Last week I dreamed I was flying amongst the trees. Flying dreams always exhilarate me. I zoomed around. I found some friends on the ground and showed them how to fly with me. We soared the blue skies amongst the clouds and landed in the high branches of a tree. My friends giggled with delight at their new found sport. Meanwhile I stopped, and became overcome with fear, gripping the branch with my back towards the ground. I looked over my shoulder at the long distance to the ground. I shook with fear. Next thing I knew, I heard God speaking to me, saying "even God needs a little help. I can't do it all."
I knew that it was up to me to let go of the branch and fly. To let go and trust. I had to make a choice. I had to be clear in my mind.

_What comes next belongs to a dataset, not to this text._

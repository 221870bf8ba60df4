use std::process::ExitCode;

fn main() -> ExitCode {
    chatci_cli::run()
}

And so it is with life. Only we can decide how we are going to see the world and thereby choose our reality. Are we going to be optimists or pessimists? Are we going to frame our current condition in scarcity or abundance?

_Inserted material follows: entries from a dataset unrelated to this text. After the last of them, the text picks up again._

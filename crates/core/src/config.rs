use std::env;
use std::fs;
use std::path::{Path, PathBuf};

use secrecy::{ExposeSecret, SecretString};
use serde::{Deserialize, Serialize};
use thiserror::Error;

#[derive(Clone, Debug)]
pub struct AppConfig {
    pub jenkins: JenkinsConfig,
    pub chat: ChatConfig,
    pub server: ServerConfig,
    pub logging: LoggingConfig,
}

#[derive(Clone, Debug)]
pub struct JenkinsConfig {
    pub base_url: String,
    pub timeout_secs: u64,
}

#[derive(Clone, Debug)]
pub struct ChatConfig {
    pub command_trigger: String,
    pub verification_token: Option<SecretString>,
}

#[derive(Clone, Debug)]
pub struct ServerConfig {
    pub bind_address: String,
    pub port: u16,
    pub graceful_shutdown_secs: u64,
}

#[derive(Clone, Debug)]
pub struct LoggingConfig {
    pub level: String,
    pub format: LogFormat,
}

#[derive(Clone, Copy, Debug, PartialEq, Eq, Serialize, Deserialize)]
#[serde(rename_all = "snake_case")]
pub enum LogFormat {
    Compact,
    Pretty,
    Json,
}

#[derive(Clone, Debug, Default)]
pub struct ConfigOverrides {
    pub jenkins_base_url: Option<String>,
    pub jenkins_timeout_secs: Option<u64>,
    pub command_trigger: Option<String>,
    pub verification_token: Option<String>,
    pub bind_address: Option<String>,
    pub port: Option<u16>,
    pub log_level: Option<String>,
    pub log_format: Option<LogFormat>,
}

#[derive(Clone, Debug, Default)]
pub struct LoadOptions {
    pub config_path: Option<PathBuf>,
    pub require_file: bool,
    pub overrides: ConfigOverrides,
}

#[derive(Debug, Error)]
pub enum ConfigError {
    #[error("could not read config file `{path}`: {source}")]
    ReadFile { path: PathBuf, source: std::io::Error },
    #[error("could not parse config file `{path}`: {source}")]
    ParseFile { path: PathBuf, source: toml::de::Error },
    #[error("required config file was not found: `{0}`")]
    MissingConfigFile(PathBuf),
    #[error("environment variable interpolation failed for `{var}`")]
    MissingEnvInterpolation { var: String },
    #[error("unterminated environment interpolation expression")]
    UnterminatedInterpolation,
    #[error("invalid environment override for `{key}`: `{value}`")]
    InvalidEnvOverride { key: String, value: String },
    #[error("configuration validation failed: {0}")]
    Validation(String),
}

impl Default for AppConfig {
    fn default() -> Self {
        Self {
            jenkins: JenkinsConfig { base_url: String::new(), timeout_secs: 30 },
            chat: ChatConfig { command_trigger: "/jenkins".to_string(), verification_token: None },
            server: ServerConfig {
                bind_address: "127.0.0.1".to_string(),
                port: 8080,
                graceful_shutdown_secs: 15,
            },
            logging: LoggingConfig { level: "info".to_string(), format: LogFormat::Compact },
        }
    }
}

fn secret_value(value: String) -> SecretString {
    value.into()
}

impl std::str::FromStr for LogFormat {
    type Err = ConfigError;

    fn from_str(value: &str) -> Result<Self, Self::Err> {
        match value.trim().to_ascii_lowercase().as_str() {
            "compact" => Ok(Self::Compact),
            "pretty" => Ok(Self::Pretty),
            "json" => Ok(Self::Json),
            other => Err(ConfigError::Validation(format!(
                "unsupported log format `{other}` (expected compact|pretty|json)"
            ))),
        }
    }
}

impl AppConfig {
    pub fn load(options: LoadOptions) -> Result<Self, ConfigError> {
        let mut config = Self::default();
        let maybe_path = resolve_config_path(options.config_path.as_deref());

        if let Some(path) = maybe_path {
            let patch = read_patch(&path)?;
            config.apply_patch(patch);
        } else if options.require_file {
            let expected = options.config_path.unwrap_or_else(|| PathBuf::from("chatci.toml"));
            return Err(ConfigError::MissingConfigFile(expected));
        }

        config.apply_env_overrides()?;
        config.apply_overrides(options.overrides);
        config.validate()?;

        Ok(config)
    }

    fn apply_patch(&mut self, patch: ConfigPatch) {
        if let Some(jenkins) = patch.jenkins {
            if let Some(base_url) = jenkins.base_url {
                self.jenkins.base_url = base_url;
            }
            if let Some(timeout_secs) = jenkins.timeout_secs {
                self.jenkins.timeout_secs = timeout_secs;
            }
        }

        if let Some(chat) = patch.chat {
            if let Some(command_trigger) = chat.command_trigger {
                self.chat.command_trigger = command_trigger;
            }
            if let Some(verification_token) = chat.verification_token {
                self.chat.verification_token = Some(secret_value(verification_token));
            }
        }

        if let Some(server) = patch.server {
            if let Some(bind_address) = server.bind_address {
                self.server.bind_address = bind_address;
            }
            if let Some(port) = server.port {
                self.server.port = port;
            }
            if let Some(graceful_shutdown_secs) = server.graceful_shutdown_secs {
                self.server.graceful_shutdown_secs = graceful_shutdown_secs;
            }
        }

        if let Some(logging) = patch.logging {
            if let Some(level) = logging.level {
                self.logging.level = level;
            }
            if let Some(format) = logging.format {
                self.logging.format = format;
            }
        }
    }

    fn apply_env_overrides(&mut self) -> Result<(), ConfigError> {
        if let Some(value) = read_env("CHATCI_JENKINS_BASE_URL") {
            self.jenkins.base_url = value;
        }
        if let Some(value) = read_env("CHATCI_JENKINS_TIMEOUT_SECS") {
            self.jenkins.timeout_secs = parse_u64("CHATCI_JENKINS_TIMEOUT_SECS", &value)?;
        }

        if let Some(value) = read_env("CHATCI_CHAT_COMMAND_TRIGGER") {
            self.chat.command_trigger = value;
        }
        if let Some(value) = read_env("CHATCI_CHAT_VERIFICATION_TOKEN") {
            self.chat.verification_token = Some(secret_value(value));
        }

        if let Some(value) = read_env("CHATCI_SERVER_BIND_ADDRESS") {
            self.server.bind_address = value;
        }
        if let Some(value) = read_env("CHATCI_SERVER_PORT") {
            self.server.port = parse_u16("CHATCI_SERVER_PORT", &value)?;
        }
        if let Some(value) = read_env("CHATCI_SERVER_GRACEFUL_SHUTDOWN_SECS") {
            self.server.graceful_shutdown_secs =
                parse_u64("CHATCI_SERVER_GRACEFUL_SHUTDOWN_SECS", &value)?;
        }

        let log_level = read_env("CHATCI_LOGGING_LEVEL").or_else(|| read_env("CHATCI_LOG_LEVEL"));
        if let Some(value) = log_level {
            self.logging.level = value;
        }
        let log_format =
            read_env("CHATCI_LOGGING_FORMAT").or_else(|| read_env("CHATCI_LOG_FORMAT"));
        if let Some(value) = log_format {
            self.logging.format = value.parse()?;
        }

        Ok(())
    }

    fn apply_overrides(&mut self, overrides: ConfigOverrides) {
        if let Some(base_url) = overrides.jenkins_base_url {
            self.jenkins.base_url = base_url;
        }
        if let Some(timeout_secs) = overrides.jenkins_timeout_secs {
            self.jenkins.timeout_secs = timeout_secs;
        }
        if let Some(command_trigger) = overrides.command_trigger {
            self.chat.command_trigger = command_trigger;
        }
        if let Some(verification_token) = overrides.verification_token {
            self.chat.verification_token = Some(secret_value(verification_token));
        }
        if let Some(bind_address) = overrides.bind_address {
            self.server.bind_address = bind_address;
        }
        if let Some(port) = overrides.port {
            self.server.port = port;
        }
        if let Some(log_level) = overrides.log_level {
            self.logging.level = log_level;
        }
        if let Some(log_format) = overrides.log_format {
            self.logging.format = log_format;
        }
    }

    pub fn validate(&self) -> Result<(), ConfigError> {
        validate_jenkins(&self.jenkins)?;
        validate_chat(&self.chat)?;
        validate_server(&self.server)?;
        validate_logging(&self.logging)?;
        Ok(())
    }
}

fn resolve_config_path(explicit_path: Option<&Path>) -> Option<PathBuf> {
    if let Some(path) = explicit_path {
        return path.exists().then_some(path.to_path_buf());
    }

    [PathBuf::from("chatci.toml"), PathBuf::from("config/chatci.toml")]
        .into_iter()
        .find(|path| path.exists())
}

fn read_patch(path: &Path) -> Result<ConfigPatch, ConfigError> {
    let raw = fs::read_to_string(path)
        .map_err(|source| ConfigError::ReadFile { path: path.to_path_buf(), source })?;

    let interpolated = interpolate_env_vars(&raw)?;
    toml::from_str::<ConfigPatch>(&interpolated)
        .map_err(|source| ConfigError::ParseFile { path: path.to_path_buf(), source })
}

fn interpolate_env_vars(input: &str) -> Result<String, ConfigError> {
    let mut output = String::with_capacity(input.len());
    let mut chars = input.chars().peekable();

    while let Some(ch) = chars.next() {
        if ch == '$' && matches!(chars.peek(), Some('{')) {
            chars.next();
            let mut key = String::new();

            loop {
                match chars.next() {
                    Some('}') => break,
                    Some(next) => key.push(next),
                    None => return Err(ConfigError::UnterminatedInterpolation),
                }
            }

            let value = env::var(&key)
                .map_err(|_| ConfigError::MissingEnvInterpolation { var: key.clone() })?;
            output.push_str(&value);
            continue;
        }

        output.push(ch);
    }

    Ok(output)
}

fn validate_jenkins(jenkins: &JenkinsConfig) -> Result<(), ConfigError> {
    let base_url = jenkins.base_url.trim();
    if base_url.is_empty() {
        return Err(ConfigError::Validation(
            "jenkins.base_url is required (for example `https://jenkins.example.com`)".to_string(),
        ));
    }
    if !base_url.starts_with("http://") && !base_url.starts_with("https://") {
        return Err(ConfigError::Validation(
            "jenkins.base_url must start with http:// or https://".to_string(),
        ));
    }

    if jenkins.timeout_secs == 0 || jenkins.timeout_secs > 300 {
        return Err(ConfigError::Validation(
            "jenkins.timeout_secs must be in range 1..=300".to_string(),
        ));
    }

    Ok(())
}

fn validate_chat(chat: &ChatConfig) -> Result<(), ConfigError> {
    let trigger = chat.command_trigger.trim();
    if !trigger.starts_with('/') || trigger.len() < 2 || trigger.contains(char::is_whitespace) {
        return Err(ConfigError::Validation(
            "chat.command_trigger must be a single word starting with `/` (e.g. `/jenkins`)"
                .to_string(),
        ));
    }

    let blank_token = chat
        .verification_token
        .as_ref()
        .map(|token| token.expose_secret().trim().is_empty())
        .unwrap_or(false);
    if blank_token {
        return Err(ConfigError::Validation(
            "chat.verification_token must not be blank when set".to_string(),
        ));
    }

    Ok(())
}

fn validate_server(server: &ServerConfig) -> Result<(), ConfigError> {
    if server.port == 0 {
        return Err(ConfigError::Validation("server.port must be greater than zero".to_string()));
    }

    if server.graceful_shutdown_secs == 0 {
        return Err(ConfigError::Validation(
            "server.graceful_shutdown_secs must be greater than zero".to_string(),
        ));
    }

    Ok(())
}

fn validate_logging(logging: &LoggingConfig) -> Result<(), ConfigError> {
    let level = logging.level.trim().to_ascii_lowercase();
    match level.as_str() {
        "trace" | "debug" | "info" | "warn" | "error" => Ok(()),
        _ => Err(ConfigError::Validation(
            "logging.level must be one of trace|debug|info|warn|error".to_string(),
        )),
    }
}

fn read_env(key: &str) -> Option<String> {
    env::var(key).ok().filter(|value| !value.trim().is_empty())
}

fn parse_u16(key: &str, value: &str) -> Result<u16, ConfigError> {
    value.parse::<u16>().map_err(|_| ConfigError::InvalidEnvOverride {
        key: key.to_string(),
        value: value.to_string(),
    })
}

fn parse_u64(key: &str, value: &str) -> Result<u64, ConfigError> {
    value.parse::<u64>().map_err(|_| ConfigError::InvalidEnvOverride {
        key: key.to_string(),
        value: value.to_string(),
    })
}

#[derive(Debug, Default, Deserialize)]
struct ConfigPatch {
    jenkins: Option<JenkinsPatch>,
    chat: Option<ChatPatch>,
    server: Option<ServerPatch>,
    logging: Option<LoggingPatch>,
}

#[derive(Debug, Default, Deserialize)]
struct JenkinsPatch {
    base_url: Option<String>,
    timeout_secs: Option<u64>,
}

#[derive(Debug, Default, Deserialize)]
struct ChatPatch {
    command_trigger: Option<String>,
    verification_token: Option<String>,
}

#[derive(Debug, Default, Deserialize)]
struct ServerPatch {
    bind_address: Option<String>,
    port: Option<u16>,
    graceful_shutdown_secs: Option<u64>,
}

#[derive(Debug, Default, Deserialize)]
struct LoggingPatch {
    level: Option<String>,
    format: Option<LogFormat>,
}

Months ago I heard of a family whose house burned in a fire. A week after, the Mother of the family wrote in an email how it was such a wonderful opportunity... the house that had burned hadn't really been suiting them, and their new home was going to be much more appropriate. She was helping God by consciously choosing how she was going to interpret her reality.
I look at my own life. I've been drifting a lot the last couple of years. Surrendering a lot. Making less and less choices, leaving it "up to God" or rather "my highest Spirit". And yet at the same time I have spent a lot of time in worry, or second guessing. If I am going to surrender, I need to remember to affirm that there is perfection in what I am being given. I could also be more deliberate, and more intentional, in taking a firm hand in co-creation. I could even balance the two extremes and do one way in one situation and a different in another. But I need to remember my choice. I need to frame my reality. It does no good to surrender to "God" then "blame" myself or "God" when things don't work out the way I expected.
So, remember that "God" needs help. If you are trusting in God's will, then remember to remind yourself that there is perfection, and be grateful for your experiences. If you are being more intentional, remember that you are an "arm of God" in your Will... trust in that perfection. As your worries, concerns, and "monkey mind" thoughts arise, remember what reality you are choosing... reframe those thoughts. Re-affirm your chosen reality.